Ahead of them Cliff House was lit up through the fog, and Lily saw a family of four climb out of their Buick and head into the restaurant, the mother clutching her scarf over her hair just as Shirley was. As the doors closed behind them, the wind snuck up beneath Lily’s skirt, whirling it around her legs and causing her to shiver.

“Oh, let’s go inside. This is awful,” Lily said, as the wind whipped her hair into her eyes.

“I kind of like it out here,” Shirley said, but she relented at the look on Lily’s face.

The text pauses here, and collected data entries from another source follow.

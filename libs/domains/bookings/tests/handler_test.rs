//! Handler tests for the Bookings domain
//!
//! These run against a disposable PostgreSQL container. Collaborator
//! lookups are implemented directly over the test database, the same way
//! the API binary wires them over the other domains.

use async_trait::async_trait;
use axum::body::Body;
use axum::http::{Request, StatusCode};
use chrono::{Duration, Utc};
use domain_bookings::*;
use http_body_util::BodyExt;
use sea_orm::{ConnectionTrait, DatabaseConnection, DbBackend, Statement};
use serde_json::json;
use std::sync::Arc;
use test_utils::{TestDataBuilder, TestDatabase};
use tower::ServiceExt; // For oneshot()
use uuid::Uuid;

struct DbUserDirectory {
    db: DatabaseConnection,
}

#[async_trait]
impl UserDirectory for DbUserDirectory {
    async fn user_exists(&self, id: Uuid) -> BookingResult<bool> {
        let row = self
            .db
            .query_one_raw(Statement::from_sql_and_values(
                DbBackend::Postgres,
                "SELECT 1 FROM users WHERE id = $1",
                [id.into()],
            ))
            .await
            .map_err(|e| BookingError::Internal(e.to_string()))?;
        Ok(row.is_some())
    }
}

struct DbItemDirectory {
    db: DatabaseConnection,
}

#[async_trait]
impl ItemDirectory for DbItemDirectory {
    async fn get_item(&self, id: Uuid) -> BookingResult<Option<ItemSnapshot>> {
        let row = self
            .db
            .query_one_raw(Statement::from_sql_and_values(
                DbBackend::Postgres,
                "SELECT owner_id, available FROM items WHERE id = $1",
                [id.into()],
            ))
            .await
            .map_err(|e| BookingError::Internal(e.to_string()))?;

        match row {
            Some(row) => {
                let owner_id: Uuid = row
                    .try_get("", "owner_id")
                    .map_err(|e| BookingError::Internal(e.to_string()))?;
                let available: bool = row
                    .try_get("", "available")
                    .map_err(|e| BookingError::Internal(e.to_string()))?;
                Ok(Some(ItemSnapshot {
                    id,
                    owner_id,
                    available,
                }))
            }
            None => Ok(None),
        }
    }

    async fn user_owns_items(&self, user_id: Uuid) -> BookingResult<bool> {
        let row = self
            .db
            .query_one_raw(Statement::from_sql_and_values(
                DbBackend::Postgres,
                "SELECT 1 FROM items WHERE owner_id = $1 LIMIT 1",
                [user_id.into()],
            ))
            .await
            .map_err(|e| BookingError::Internal(e.to_string()))?;
        Ok(row.is_some())
    }
}

fn build_service(
    db: &TestDatabase,
) -> BookingService<PgBookingRepository, DbUserDirectory, DbItemDirectory> {
    BookingService::new(
        Arc::new(PgBookingRepository::new(db.connection())),
        Arc::new(DbUserDirectory {
            db: db.connection(),
        }),
        Arc::new(DbItemDirectory {
            db: db.connection(),
        }),
    )
}

// Helper to parse JSON response body
async fn json_body<T: serde::de::DeserializeOwned>(body: Body) -> T {
    let bytes = body.collect().await.unwrap().to_bytes();
    serde_json::from_slice(&bytes).unwrap()
}

/// Seed an owner, a booker and an item; returns (owner, booker, item)
async fn seed(db: &TestDatabase, seed_name: &str, available: bool) -> (Uuid, Uuid, Uuid) {
    let builder = TestDataBuilder::from_test_name(seed_name);
    let owner_id = builder.user_id();
    let booker_id = Uuid::new_v4();
    let item_id = Uuid::new_v4();
    db.create_test_user(owner_id).await;
    db.create_test_user(booker_id).await;
    db.create_test_item(item_id, owner_id, available).await;
    (owner_id, booker_id, item_id)
}

fn create_body(item_id: Uuid, start_days: i64, end_days: i64) -> Body {
    Body::from(
        serde_json::to_string(&json!({
            "item_id": item_id,
            "start": Utc::now() + Duration::days(start_days),
            "end": Utc::now() + Duration::days(end_days),
        }))
        .unwrap(),
    )
}

#[tokio::test]
async fn test_create_booking_handler_returns_201_waiting() {
    let db = TestDatabase::new().await;
    let (_owner, booker, item_id) = seed(&db, "booking_create_201", true).await;

    let app = handlers::router(build_service(&db));

    let request = Request::builder()
        .method("POST")
        .uri("/")
        .header("content-type", "application/json")
        .header("X-Sharer-User-Id", booker.to_string())
        .body(create_body(item_id, 1, 2))
        .unwrap();

    let response = app.oneshot(request).await.unwrap();

    assert_eq!(response.status(), StatusCode::CREATED);

    let booking: Booking = json_body(response.into_body()).await;
    assert_eq!(booking.status, BookingStatus::Waiting);
    assert_eq!(booking.booker_id, booker);
    assert_eq!(booking.item_id, item_id);
}

#[tokio::test]
async fn test_create_booking_handler_own_item_returns_404() {
    let db = TestDatabase::new().await;
    let (owner, _booker, item_id) = seed(&db, "booking_own_item", true).await;

    let app = handlers::router(build_service(&db));

    let request = Request::builder()
        .method("POST")
        .uri("/")
        .header("content-type", "application/json")
        .header("X-Sharer-User-Id", owner.to_string())
        .body(create_body(item_id, 1, 2))
        .unwrap();

    let response = app.oneshot(request).await.unwrap();

    assert_eq!(response.status(), StatusCode::NOT_FOUND);
}

#[tokio::test]
async fn test_create_booking_handler_unavailable_item_returns_400() {
    let db = TestDatabase::new().await;
    let (_owner, booker, item_id) = seed(&db, "booking_unavailable", false).await;

    let app = handlers::router(build_service(&db));

    let request = Request::builder()
        .method("POST")
        .uri("/")
        .header("content-type", "application/json")
        .header("X-Sharer-User-Id", booker.to_string())
        .body(create_body(item_id, 1, 2))
        .unwrap();

    let response = app.oneshot(request).await.unwrap();

    assert_eq!(response.status(), StatusCode::BAD_REQUEST);
}

#[tokio::test]
async fn test_create_booking_handler_start_after_end_returns_400() {
    let db = TestDatabase::new().await;
    let (_owner, booker, item_id) = seed(&db, "booking_bad_span", true).await;

    let app = handlers::router(build_service(&db));

    let request = Request::builder()
        .method("POST")
        .uri("/")
        .header("content-type", "application/json")
        .header("X-Sharer-User-Id", booker.to_string())
        .body(create_body(item_id, 2, 1))
        .unwrap();

    let response = app.oneshot(request).await.unwrap();

    assert_eq!(response.status(), StatusCode::BAD_REQUEST);
}

#[tokio::test]
async fn test_decide_booking_handler_is_single_shot() {
    let db = TestDatabase::new().await;
    let (owner, booker, item_id) = seed(&db, "booking_decide", true).await;

    let service = build_service(&db);
    let booking = service
        .create_booking(
            booker,
            CreateBooking {
                item_id,
                start: Utc::now() + Duration::days(1),
                end: Utc::now() + Duration::days(2),
            },
        )
        .await
        .unwrap();

    let app = handlers::router(service);

    let request = Request::builder()
        .method("PATCH")
        .uri(format!("/{}?approved=true", booking.id))
        .header("X-Sharer-User-Id", owner.to_string())
        .body(Body::empty())
        .unwrap();

    let response = app.clone().oneshot(request).await.unwrap();

    assert_eq!(response.status(), StatusCode::OK);
    let decided: Booking = json_body(response.into_body()).await;
    assert_eq!(decided.status, BookingStatus::Approved);

    // A second decision is rejected, even when flipping the verdict
    let retry = Request::builder()
        .method("PATCH")
        .uri(format!("/{}?approved=false", booking.id))
        .header("X-Sharer-User-Id", owner.to_string())
        .body(Body::empty())
        .unwrap();

    let response = app.oneshot(retry).await.unwrap();

    assert_eq!(response.status(), StatusCode::BAD_REQUEST);
}

#[tokio::test]
async fn test_decide_booking_handler_by_booker_returns_404() {
    let db = TestDatabase::new().await;
    let (_owner, booker, item_id) = seed(&db, "booking_decide_booker", true).await;

    let service = build_service(&db);
    let booking = service
        .create_booking(
            booker,
            CreateBooking {
                item_id,
                start: Utc::now() + Duration::days(1),
                end: Utc::now() + Duration::days(2),
            },
        )
        .await
        .unwrap();

    let app = handlers::router(service);

    let request = Request::builder()
        .method("PATCH")
        .uri(format!("/{}?approved=true", booking.id))
        .header("X-Sharer-User-Id", booker.to_string())
        .body(Body::empty())
        .unwrap();

    let response = app.oneshot(request).await.unwrap();

    assert_eq!(response.status(), StatusCode::NOT_FOUND);
}

#[tokio::test]
async fn test_get_booking_handler_hidden_from_strangers() {
    let db = TestDatabase::new().await;
    let (_owner, booker, item_id) = seed(&db, "booking_get_stranger", true).await;
    let stranger = Uuid::new_v4();
    db.create_test_user(stranger).await;

    let service = build_service(&db);
    let booking = service
        .create_booking(
            booker,
            CreateBooking {
                item_id,
                start: Utc::now() + Duration::days(1),
                end: Utc::now() + Duration::days(2),
            },
        )
        .await
        .unwrap();

    let app = handlers::router(service);

    let request = Request::builder()
        .method("GET")
        .uri(format!("/{}", booking.id))
        .header("X-Sharer-User-Id", stranger.to_string())
        .body(Body::empty())
        .unwrap();

    let response = app.oneshot(request).await.unwrap();

    assert_eq!(response.status(), StatusCode::NOT_FOUND);
}

#[tokio::test]
async fn test_list_for_booker_unknown_state_returns_400() {
    let db = TestDatabase::new().await;
    let (_owner, booker, _item) = seed(&db, "booking_bad_state", true).await;

    let app = handlers::router(build_service(&db));

    // The message is fixed regardless of the offending value
    let request = Request::builder()
        .method("GET")
        .uri("/?state=PAST_DUE")
        .header("X-Sharer-User-Id", booker.to_string())
        .body(Body::empty())
        .unwrap();

    let response = app.oneshot(request).await.unwrap();

    assert_eq!(response.status(), StatusCode::BAD_REQUEST);

    let body_bytes = response.into_body().collect().await.unwrap().to_bytes();
    let body_str = String::from_utf8(body_bytes.to_vec()).unwrap();
    assert!(body_str.contains("Unknown state: UNSUPPORTED_STATUS"));
}

#[tokio::test]
async fn test_list_for_booker_orders_by_start_descending() {
    let db = TestDatabase::new().await;
    let (_owner, booker, item_id) = seed(&db, "booking_list_order", true).await;

    let service = build_service(&db);
    let early = service
        .create_booking(
            booker,
            CreateBooking {
                item_id,
                start: Utc::now() + Duration::days(1),
                end: Utc::now() + Duration::days(2),
            },
        )
        .await
        .unwrap();
    let late = service
        .create_booking(
            booker,
            CreateBooking {
                item_id,
                start: Utc::now() + Duration::days(5),
                end: Utc::now() + Duration::days(6),
            },
        )
        .await
        .unwrap();

    let app = handlers::router(service);

    let request = Request::builder()
        .method("GET")
        .uri("/?state=FUTURE")
        .header("X-Sharer-User-Id", booker.to_string())
        .body(Body::empty())
        .unwrap();

    let response = app.oneshot(request).await.unwrap();

    assert_eq!(response.status(), StatusCode::OK);

    let bookings: Vec<Booking> = json_body(response.into_body()).await;
    assert_eq!(bookings.len(), 2);
    assert_eq!(bookings[0].id, late.id);
    assert_eq!(bookings[1].id, early.id);
}

#[tokio::test]
async fn test_list_for_owner_without_items_returns_404() {
    let db = TestDatabase::new().await;
    let itemless = Uuid::new_v4();
    db.create_test_user(itemless).await;

    let app = handlers::router(build_service(&db));

    let request = Request::builder()
        .method("GET")
        .uri("/owner?state=ALL")
        .header("X-Sharer-User-Id", itemless.to_string())
        .body(Body::empty())
        .unwrap();

    let response = app.oneshot(request).await.unwrap();

    assert_eq!(response.status(), StatusCode::NOT_FOUND);
}

#[tokio::test]
async fn test_list_for_owner_sees_item_bookings() {
    let db = TestDatabase::new().await;
    let (owner, booker, item_id) = seed(&db, "booking_owner_list", true).await;

    let service = build_service(&db);
    service
        .create_booking(
            booker,
            CreateBooking {
                item_id,
                start: Utc::now() + Duration::days(1),
                end: Utc::now() + Duration::days(2),
            },
        )
        .await
        .unwrap();

    let app = handlers::router(service);

    let request = Request::builder()
        .method("GET")
        .uri("/owner")
        .header("X-Sharer-User-Id", owner.to_string())
        .body(Body::empty())
        .unwrap();

    let response = app.oneshot(request).await.unwrap();

    assert_eq!(response.status(), StatusCode::OK);

    let bookings: Vec<Booking> = json_body(response.into_body()).await;
    assert_eq!(bookings.len(), 1);
    assert_eq!(bookings[0].owner_id, owner);
}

Inside Sutro’s, they climbed the central stairway to the gallery overlooking the ice-skating rink. Signs posted all around the perimeter advertised the many attractions awaiting them: DOLLS OF THE WORLD and VICTORIAN ART and SEE ITO NOW! In the gallery, children were banging at the Goalee game, causing it to ring and ring and ring, and others ran back and forth, freed from their parents temporarily as they sought out the other coin-fed games. Several tables were covered by gaily striped awnings as if they were outside, but the daylight coming through the glass atrium roof was weak and gray. Down in the ice rink, the lights were on as if it were nighttime.

“Let’s get some hot chocolate,” Lily said. “I’m so cold still.” She bought two paper cups of hot chocolate from a cart, and then she and Shirley found a bench overlooking the ice-skaters and sat down.

Carnival music played throughout the vaulted building, and Lily watched the skaters below attempting to move in time to the music. Only a few were actually good: a girl in a fluttering skirt that swirled out as she spun; a boy who leaped up and then landed, arms flung out for balance. Lily was surprised that more people didn’t crash into each other. She had never skated herself and imagined she would be terrible at it.

“Don’t you ever wish you could be like them?” Shirley asked, turning her cup of hot chocolate around in her hands.

“Like who? The skaters?”

Shirley nodded. “They just go out there and—look! That one fell over. Oh, he’s getting up. He’s terrible. I think he just wants to hold on to his girlfriend.”

They watched for a while longer in silence. The hot chocolate was powdery and not quite mixed together. Lily tried to swirl hers around in her cup, but it didn’t make much of a difference.

“I mean, don’t you ever wish you weren’t Chinese.” Shirley spoke in a low voice, as if she were afraid to say it. “You wouldn’t have to live in Chinatown, and you could do anything you wanted. You could go ice-skating anytime.”

Lily looked at her friend; she had a slight scowl on her face as she watched the skaters. “We could go ice-skating if you want,” Lily said.